**WORK REQUEST:** Repeat, exactly and completely, the entries shown underneath.

**EXCERPTED RECORDS:**
● ● ●
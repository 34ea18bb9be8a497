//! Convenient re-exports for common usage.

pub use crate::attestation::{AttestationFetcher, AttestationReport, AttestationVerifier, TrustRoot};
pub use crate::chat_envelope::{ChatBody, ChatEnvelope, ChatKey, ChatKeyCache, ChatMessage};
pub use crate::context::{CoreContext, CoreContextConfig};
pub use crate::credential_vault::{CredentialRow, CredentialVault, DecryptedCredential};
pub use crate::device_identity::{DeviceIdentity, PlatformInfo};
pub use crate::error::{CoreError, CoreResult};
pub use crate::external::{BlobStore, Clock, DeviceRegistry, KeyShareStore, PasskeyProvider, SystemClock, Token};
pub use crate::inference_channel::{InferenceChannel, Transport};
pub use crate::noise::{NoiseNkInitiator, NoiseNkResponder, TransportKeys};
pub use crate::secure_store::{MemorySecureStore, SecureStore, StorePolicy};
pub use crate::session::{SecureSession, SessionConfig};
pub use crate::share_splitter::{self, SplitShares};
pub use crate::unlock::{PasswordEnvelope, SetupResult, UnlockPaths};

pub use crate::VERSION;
● ● ●
**SOLVED EXERCISE:**
repository 34ea18bb9be8a497
//! Convenient re-exports for common usage.

pub use crate::attestation::{AttestationFetcher, AttestationReport, AttestationVerifier, TrustRoot};
pub use crate::chat_envelope::{ChatBody, ChatEnvelope, ChatKey, ChatKeyCache, ChatMessage};
pub use crate::context::{CoreContext, CoreContextConfig};
pub use crate::credential_vault::{CredentialRow, CredentialVault, DecryptedCredential};
pub use crate::device_identity::{DeviceIdentity, PlatformInfo};
pub use crate::error::{CoreError, CoreResult};
pub use crate::external::{BlobStore, Clock, DeviceRegistry, KeyShareStore, PasskeyProvider, SystemClock, Token};
pub use crate::inference_channel::{InferenceChannel, Transport};
pub use crate::noise::{NoiseNkInitiator, NoiseNkResponder, TransportKeys};
pub use crate::secure_store::{MemorySecureStore, SecureStore, StorePolicy};
pub use crate::session::{SecureSession, SessionConfig};
pub use crate::share_splitter::{self, SplitShares};
pub use crate::unlock::{PasswordEnvelope, SetupResult, UnlockPaths};

pub use crate::VERSION;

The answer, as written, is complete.